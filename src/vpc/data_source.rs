// This file is part of the terraform-provider-huaweicloud project
//
// Copyright (C) ANEO, 2024-2024. All rights reserved.
//
// Licensed under the Apache License, Version 2.0 (the "License")
// you may not use this file except in compliance with the License.
// You may obtain a copy of the License at
//
//     http://www.apache.org/licenses/LICENSE-2.0
//
// Unless required by applicable law or agreed to in writing, software
// distributed under the License is distributed on an "AS IS" BASIS,
// WITHOUT WARRANTIES OR CONDITIONS OF ANY KIND, either express or implied.
// See the License for the specific language governing permissions and
// limitations under the License.

use async_trait::async_trait;
use serde_json::Value as Json;
use tracing::debug;

use tf_provider::{DataSource, Diagnostics};
use tf_provider::schema::Schema;
use tf_provider::value::{Value, ValueEmpty};

use crate::client::ClientHandle;
use crate::pagination::{list_all, PageStyle};
use crate::utils::{json_bool, json_non_empty, json_str, matches, non_empty, WithSchema};

use super::state::{SubnetItem, SubnetsState, VpcItem, VpcsState};
use super::SERVICE;

const PAGE_LIMIT: usize = 100;

fn vpc_item<'a>(vpc: &Json) -> VpcItem<'a> {
    VpcItem {
        id: json_str(vpc, "id"),
        name: json_str(vpc, "name"),
        cidr: json_str(vpc, "cidr"),
        status: json_str(vpc, "status"),
        description: json_non_empty(vpc, "description"),
        enterprise_project_id: json_str(vpc, "enterprise_project_id"),
    }
}

fn subnet_item<'a>(subnet: &Json) -> SubnetItem<'a> {
    SubnetItem {
        id: json_str(subnet, "id"),
        name: json_str(subnet, "name"),
        cidr: json_str(subnet, "cidr"),
        status: json_str(subnet, "status"),
        vpc_id: json_str(subnet, "vpc_id"),
        gateway_ip: json_str(subnet, "gateway_ip"),
        availability_zone: json_str(subnet, "availability_zone"),
        primary_dns: json_str(subnet, "primary_dns"),
        secondary_dns: json_str(subnet, "secondary_dns"),
        dhcp_enable: json_bool(subnet, "dhcp_enable"),
        ipv4_subnet_id: json_str(subnet, "neutron_subnet_id"),
        ipv6_subnet_id: json_non_empty(subnet, "neutron_subnet_id_v6"),
        ipv6_cidr: json_non_empty(subnet, "cidr_v6"),
        description: json_non_empty(subnet, "description"),
    }
}

impl VpcsState<'_> {
    fn matches(&self, vpc: &Json) -> bool {
        matches(vpc, "id", &self.id)
            && matches(vpc, "name", &self.name)
            && matches(vpc, "cidr", &self.cidr)
            && matches(vpc, "status", &self.status)
            && matches(vpc, "enterprise_project_id", &self.enterprise_project_id)
    }
}

impl SubnetsState<'_> {
    fn matches(&self, subnet: &Json) -> bool {
        matches(subnet, "id", &self.id)
            && matches(subnet, "vpc_id", &self.vpc_id)
            && matches(subnet, "name", &self.name)
            && matches(subnet, "cidr", &self.cidr)
            && matches(subnet, "status", &self.status)
            && matches(subnet, "availability_zone", &self.availability_zone)
    }
}

#[derive(Debug, Default, Clone)]
pub struct VpcsDataSource {
    client: ClientHandle,
}

impl VpcsDataSource {
    pub fn new(client: ClientHandle) -> Self {
        Self { client }
    }
}

#[async_trait]
impl DataSource for VpcsDataSource {
    type State<'a> = VpcsState<'a>;
    type ProviderMetaState<'a> = ValueEmpty;

    fn schema(&self, _diags: &mut Diagnostics) -> Option<Schema> {
        Some(VpcsState::schema())
    }

    async fn read<'a>(
        &self,
        diags: &mut Diagnostics,
        config: Self::State<'a>,
        _provider_meta_state: Self::ProviderMetaState<'a>,
    ) -> Option<Self::State<'a>> {
        let client = self.client.get(diags)?;
        let region = client.region(&config.region).to_owned();
        let service = client.connect(diags, SERVICE, &region).await?;

        let mut query = Vec::new();
        if let Some(enterprise_project_id) = non_empty(&config.enterprise_project_id) {
            query.push(("enterprise_project_id", enterprise_project_id));
        }
        let vpcs = match list_all(
            &service,
            "/v1/{project_id}/vpcs",
            &query,
            "vpcs",
            PageStyle::Marker { limit: PAGE_LIMIT },
        )
        .await
        {
            Ok(vpcs) => vpcs,
            Err(err) => {
                diags.root_error("Failed to list the VPCs", err.to_string());
                return None;
            }
        };

        let mut state = config.clone();
        state.region = region.into();
        state.vpcs = Value::Value(
            vpcs.iter()
                .filter(|vpc| config.matches(vpc))
                .map(|vpc| Value::Value(vpc_item(vpc)))
                .collect(),
        );
        debug!(count = state.vpcs.iter().flatten().count(), "Listed VPCs");
        Some(state)
    }
}

#[derive(Debug, Default, Clone)]
pub struct SubnetsDataSource {
    client: ClientHandle,
}

impl SubnetsDataSource {
    pub fn new(client: ClientHandle) -> Self {
        Self { client }
    }
}

#[async_trait]
impl DataSource for SubnetsDataSource {
    type State<'a> = SubnetsState<'a>;
    type ProviderMetaState<'a> = ValueEmpty;

    fn schema(&self, _diags: &mut Diagnostics) -> Option<Schema> {
        Some(SubnetsState::schema())
    }

    async fn read<'a>(
        &self,
        diags: &mut Diagnostics,
        config: Self::State<'a>,
        _provider_meta_state: Self::ProviderMetaState<'a>,
    ) -> Option<Self::State<'a>> {
        let client = self.client.get(diags)?;
        let region = client.region(&config.region).to_owned();
        let service = client.connect(diags, SERVICE, &region).await?;

        let mut query = Vec::new();
        if let Some(vpc_id) = non_empty(&config.vpc_id) {
            query.push(("vpc_id", vpc_id));
        }
        let subnets = match list_all(
            &service,
            "/v1/{project_id}/subnets",
            &query,
            "subnets",
            PageStyle::Marker { limit: PAGE_LIMIT },
        )
        .await
        {
            Ok(subnets) => subnets,
            Err(err) => {
                diags.root_error("Failed to list the subnets", err.to_string());
                return None;
            }
        };

        let mut state = config.clone();
        state.region = region.into();
        state.subnets = Value::Value(
            subnets
                .iter()
                .filter(|subnet| config.matches(subnet))
                .map(|subnet| Value::Value(subnet_item(subnet)))
                .collect(),
        );
        debug!(count = state.subnets.iter().flatten().count(), "Listed subnets");
        Some(state)
    }
}
// This file is part of the terraform-provider-huaweicloud project
//
// Copyright (C) ANEO, 2024-2024. All rights reserved.
//
// Licensed under the Apache License, Version 2.0 (the "License")
// you may not use this file except in compliance with the License.
// You may obtain a copy of the License at
//
//     http://www.apache.org/licenses/LICENSE-2.0
//
// Unless required by applicable law or agreed to in writing, software
// distributed under the License is distributed on an "AS IS" BASIS,
// WITHOUT WARRANTIES OR CONDITIONS OF ANY KIND, either express or implied.
// See the License for the specific language governing permissions and
// limitations under the License.

use anyhow::{anyhow, Result};
use async_trait::async_trait;
use serde_json::{json, Value as Json};
use tracing::{debug, info};

use tf_provider::{AttributePath, Diagnostics, Resource};
use tf_provider::schema::Schema;
use tf_provider::value::{Value, ValueEmpty};

use crate::client::{ApiError, Client, ClientHandle, ServiceClient};
use crate::utils::{
    check_deleted, created_id, json_i64, json_non_empty, json_str, known, non_empty, prune,
    unknown_if_null, WithNormalize, WithSchema, WithValidate,
};

use super::state::SecGroupRuleState;
use super::SERVICE;

/// Parse the port range of a rule
///
/// `"80"` and `"8000-8080"` are ranges, a list of ports (`"80,443"`) has none.
pub fn port_range(multiport: &str) -> Result<Option<(i64, i64)>> {
    if multiport.is_empty() || multiport.contains(',') {
        return Ok(None);
    }
    let parse = |port: &str| {
        port.parse::<i64>()
            .map_err(|_| anyhow!("the parameter format of the 'ports' is invalid: `{multiport}`"))
    };
    match multiport.split_once('-') {
        Some((min, max)) => Ok(Some((parse(min)?, parse(max)?))),
        None => {
            let port = parse(multiport)?;
            Ok(Some((port, port)))
        }
    }
}

/// Path of a rule in the v3 API
pub(crate) fn rule_path_v3(id: &str) -> String {
    format!("/v3/{{project_id}}/vpc/security-group-rules/{id}")
}

/// Path of a rule in the v1 API
pub(crate) fn rule_path_v1(id: &str) -> String {
    format!("/v1/{{project_id}}/security-group-rules/{id}")
}

/// Delete a rule, through the v1 API when the v3 one is not published in the region
pub(crate) async fn delete_rule(service: &ServiceClient<'_>, id: &str) -> Result<(), ApiError> {
    match service.delete(&rule_path_v3(id)).await {
        Err(err) if err.is_not_found() => match service.delete(&rule_path_v1(id)).await {
            Err(err) if err.is_not_found() => Ok(()),
            result => result.map(|_| ()),
        },
        result => result.map(|_| ()),
    }
}

impl SecGroupRuleState<'_> {
    /// Ports of the rule, built from the port range when `ports` is not set
    fn multiport(&self) -> Option<String> {
        if let Some(ports) = non_empty(&self.ports) {
            return Some(ports.to_owned());
        }
        match (&self.port_range_min, &self.port_range_max) {
            (Value::Value(min), Value::Value(max)) => Some(format!("{min}-{max}")),
            (Value::Value(port), _) | (_, Value::Value(port)) => Some(port.to_string()),
            _ => None,
        }
    }

    fn create_body(&self) -> Json {
        prune(json!({
            "security_group_rule": {
                "security_group_id": self.security_group_id.as_str(),
                "direction": self.direction.as_str(),
                "ethertype": self.ethertype.as_str(),
                "protocol": self.protocol.as_str(),
                "multiport": self.multiport(),
                "remote_ip_prefix": self.remote_ip_prefix.as_str(),
                "remote_group_id": self.remote_group_id.as_str(),
                "remote_address_group_id": self.remote_address_group_id.as_str(),
                "description": self.description.as_str(),
                "action": self.action.as_str(),
                "priority": self.priority.as_ref_option(),
            }
        }))
    }

    fn flatten(&mut self, rule: &Json, region: &str) -> Result<()> {
        self.id = json_str(rule, "id");
        self.region = region.to_owned().into();
        self.security_group_id = json_str(rule, "security_group_id");
        self.direction = json_str(rule, "direction");
        self.ethertype = json_str(rule, "ethertype");
        self.protocol = json_non_empty(rule, "protocol");
        self.remote_ip_prefix = json_non_empty(rule, "remote_ip_prefix");
        self.remote_group_id = json_non_empty(rule, "remote_group_id");
        self.remote_address_group_id = json_non_empty(rule, "remote_address_group_id");
        self.description = json_non_empty(rule, "description");
        self.action = json_str(rule, "action");
        self.priority = json_i64(rule, "priority");

        self.ports = json_non_empty(rule, "multiport");
        (self.port_range_min, self.port_range_max) = match port_range(self.ports.as_str())? {
            Some((min, max)) => (Value::Value(min), Value::Value(max)),
            None => (Value::Null, Value::Null),
        };
        Ok(())
    }
}

#[derive(Debug, Default, Clone)]
pub struct SecGroupRuleResource {
    client: ClientHandle,
}

impl SecGroupRuleResource {
    pub fn new(client: ClientHandle) -> Self {
        Self { client }
    }

    async fn refresh<'a>(
        &self,
        diags: &mut Diagnostics,
        client: &Client,
        mut state: SecGroupRuleState<'a>,
    ) -> Option<Value<SecGroupRuleState<'a>>> {
        let region = client.region(&state.region).to_owned();
        let service = client.connect(diags, SERVICE, &region).await?;
        let rule = match service.get(&rule_path_v3(state.id.as_str())).await {
            Ok(response) => response["security_group_rule"].clone(),
            Err(err) => return check_deleted(diags, err, "Failed to read the security group rule"),
        };
        if let Err(err) = state.flatten(&rule, &region) {
            diags.error(
                "Failed to read the security group rule",
                err.to_string(),
                AttributePath::new("ports"),
            );
            return None;
        }
        Some(Value::Value(state))
    }
}

#[async_trait]
impl Resource for SecGroupRuleResource {
    type State<'a> = Value<SecGroupRuleState<'a>>;
    type PrivateState<'a> = ValueEmpty;
    type ProviderMetaState<'a> = ValueEmpty;

    fn schema(&self, _diags: &mut Diagnostics) -> Option<Schema> {
        Some(SecGroupRuleState::schema())
    }

    async fn validate<'a>(&self, diags: &mut Diagnostics, config: Self::State<'a>) -> Option<()> {
        if let Value::Value(config) = &config {
            config.validate(diags, AttributePath::default()).await;
        }

        if diags.errors.is_empty() {
            Some(())
        } else {
            None
        }
    }

    async fn read<'a>(
        &self,
        diags: &mut Diagnostics,
        state: Self::State<'a>,
        private_state: Self::PrivateState<'a>,
        _provider_meta_state: Self::ProviderMetaState<'a>,
    ) -> Option<(Self::State<'a>, Self::PrivateState<'a>)> {
        let client = self.client.get(diags)?;
        let state = known(diags, state)?;
        let state = self.refresh(diags, &client, state).await?;
        Some((state, private_state))
    }

    async fn plan_create<'a>(
        &self,
        diags: &mut Diagnostics,
        proposed_state: Self::State<'a>,
        _config_state: Self::State<'a>,
        _provider_meta_state: Self::ProviderMetaState<'a>,
    ) -> Option<(Self::State<'a>, Self::PrivateState<'a>)> {
        let mut state = known(diags, proposed_state)?;
        state.normalize(diags);
        self.client.plan_region(&mut state.region);
        state.id = Value::Unknown;

        // the API reports the port range in both forms
        if state.ports.is_null() {
            let bounds_unknown =
                state.port_range_min.is_unknown() || state.port_range_max.is_unknown();
            state.ports = match state.multiport() {
                _ if bounds_unknown => Value::Unknown,
                Some(ports) => Value::Value(ports.into()),
                None => Value::Null,
            };
        }
        if state.ports.is_unknown() {
            unknown_if_null(&mut state.port_range_min);
            unknown_if_null(&mut state.port_range_max);
        } else {
            // a single bound is read back as a range of one port
            match port_range(state.ports.as_str()) {
                Ok(Some((min, max))) => {
                    if state.port_range_min.is_null() {
                        state.port_range_min = Value::Value(min);
                    }
                    if state.port_range_max.is_null() {
                        state.port_range_max = Value::Value(max);
                    }
                }
                Ok(None) => (),
                Err(err) => {
                    diags.error("Invalid ports", err.to_string(), AttributePath::new("ports"));
                    return None;
                }
            }
        }
        if state.remote_group_id.is_null() && state.remote_address_group_id.is_null() {
            unknown_if_null(&mut state.remote_ip_prefix);
        }
        Some((Value::Value(state), Default::default()))
    }

    async fn plan_update<'a>(
        &self,
        diags: &mut Diagnostics,
        prior_state: Self::State<'a>,
        proposed_state: Self::State<'a>,
        _config_state: Self::State<'a>,
        prior_private_state: Self::PrivateState<'a>,
        _provider_meta_state: Self::ProviderMetaState<'a>,
    ) -> Option<(Self::State<'a>, Self::PrivateState<'a>, Vec<AttributePath>)> {
        let prior = known(diags, prior_state)?;
        let mut state = known(diags, proposed_state)?;
        state.normalize(diags);

        // every argument forces a new rule
        let mut trigger_replace = Vec::new();
        macro_rules! replace_if_changed {
            ($($field:ident),*) => {
                $(
                    if prior.$field != state.$field {
                        trigger_replace.push(AttributePath::new(stringify!($field)));
                    }
                )*
            };
        }
        replace_if_changed!(
            region,
            security_group_id,
            direction,
            ethertype,
            protocol,
            ports,
            port_range_min,
            port_range_max,
            remote_ip_prefix,
            remote_group_id,
            remote_address_group_id,
            description,
            action,
            priority
        );
        Some((Value::Value(state), prior_private_state, trigger_replace))
    }

    async fn plan_destroy<'a>(
        &self,
        _diags: &mut Diagnostics,
        _prior_state: Self::State<'a>,
        prior_private_state: Self::PrivateState<'a>,
        _provider_meta_state: Self::ProviderMetaState<'a>,
    ) -> Option<Self::PrivateState<'a>> {
        Some(prior_private_state)
    }

    async fn create<'a>(
        &self,
        diags: &mut Diagnostics,
        planned_state: Self::State<'a>,
        _config_state: Self::State<'a>,
        planned_private_state: Self::PrivateState<'a>,
        _provider_meta_state: Self::ProviderMetaState<'a>,
    ) -> Option<(Self::State<'a>, Self::PrivateState<'a>)> {
        let client = self.client.get(diags)?;
        let mut state = known(diags, planned_state)?;
        let region = client.region(&state.region).to_owned();
        let service = client.connect(diags, SERVICE, &region).await?;

        let body = state.create_body();
        debug!(%body, "Create security group rule");
        let id = match service
            .post("/v3/{project_id}/vpc/security-group-rules", &body)
            .await
        {
            Ok(response) => created_id(
                diags,
                &response["security_group_rule"]["id"],
                "Failed to create the security group rule",
            )?,
            Err(err) => {
                diags.root_error("Failed to create the security group rule", err.to_string());
                return None;
            }
        };
        info!(id, "Security group rule created");

        state.id = id.into();
        let state = self.refresh(diags, &client, state).await?;
        Some((state, planned_private_state))
    }

    async fn update<'a>(
        &self,
        _diags: &mut Diagnostics,
        _prior_state: Self::State<'a>,
        planned_state: Self::State<'a>,
        _config_state: Self::State<'a>,
        planned_private_state: Self::PrivateState<'a>,
        _provider_meta_state: Self::ProviderMetaState<'a>,
    ) -> Option<(Self::State<'a>, Self::PrivateState<'a>)> {
        // rules are replaced on any change
        Some((planned_state, planned_private_state))
    }

    async fn destroy<'a>(
        &self,
        diags: &mut Diagnostics,
        state: Self::State<'a>,
        _planned_private_state: Self::PrivateState<'a>,
        _provider_meta_state: Self::ProviderMetaState<'a>,
    ) -> Option<()> {
        let client = self.client.get(diags)?;
        let state = known(diags, state)?;
        let region = client.region(&state.region).to_owned();
        let service = client.connect(diags, SERVICE, &region).await?;

        match service.delete(&rule_path_v3(state.id.as_str())).await {
            Ok(_) => {
                info!(id = %state.id, "Security group rule deleted");
                Some(())
            }
            Err(err) if err.is_not_found() => Some(()),
            Err(err) => {
                diags.root_error("Failed to delete the security group rule", err.to_string());
                None
            }
        }
    }

    async fn import<'a>(
        &self,
        diags: &mut Diagnostics,
        id: String,
    ) -> Option<(Self::State<'a>, Self::PrivateState<'a>)> {
        let client = self.client.get(diags)?;
        let state = SecGroupRuleState {
            id: id.into(),
            ..Default::default()
        };
        match self.refresh(diags, &client, state).await? {
            Value::Value(state) => Some((Value::Value(state), Default::default())),
            _ => {
                diags.root_error_short("Cannot import a security group rule that does not exist");
                None
            }
        }
    }
}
━━━━━━━━━━
* Work required:
Report each line of the material above where the word "count" appears.

* Exercise answer:
        debug!(count = state.vpcs.iter().flatten().count(), "Listed VPCs");
        debug!(count = state.subnets.iter().flatten().count(), "Listed subnets");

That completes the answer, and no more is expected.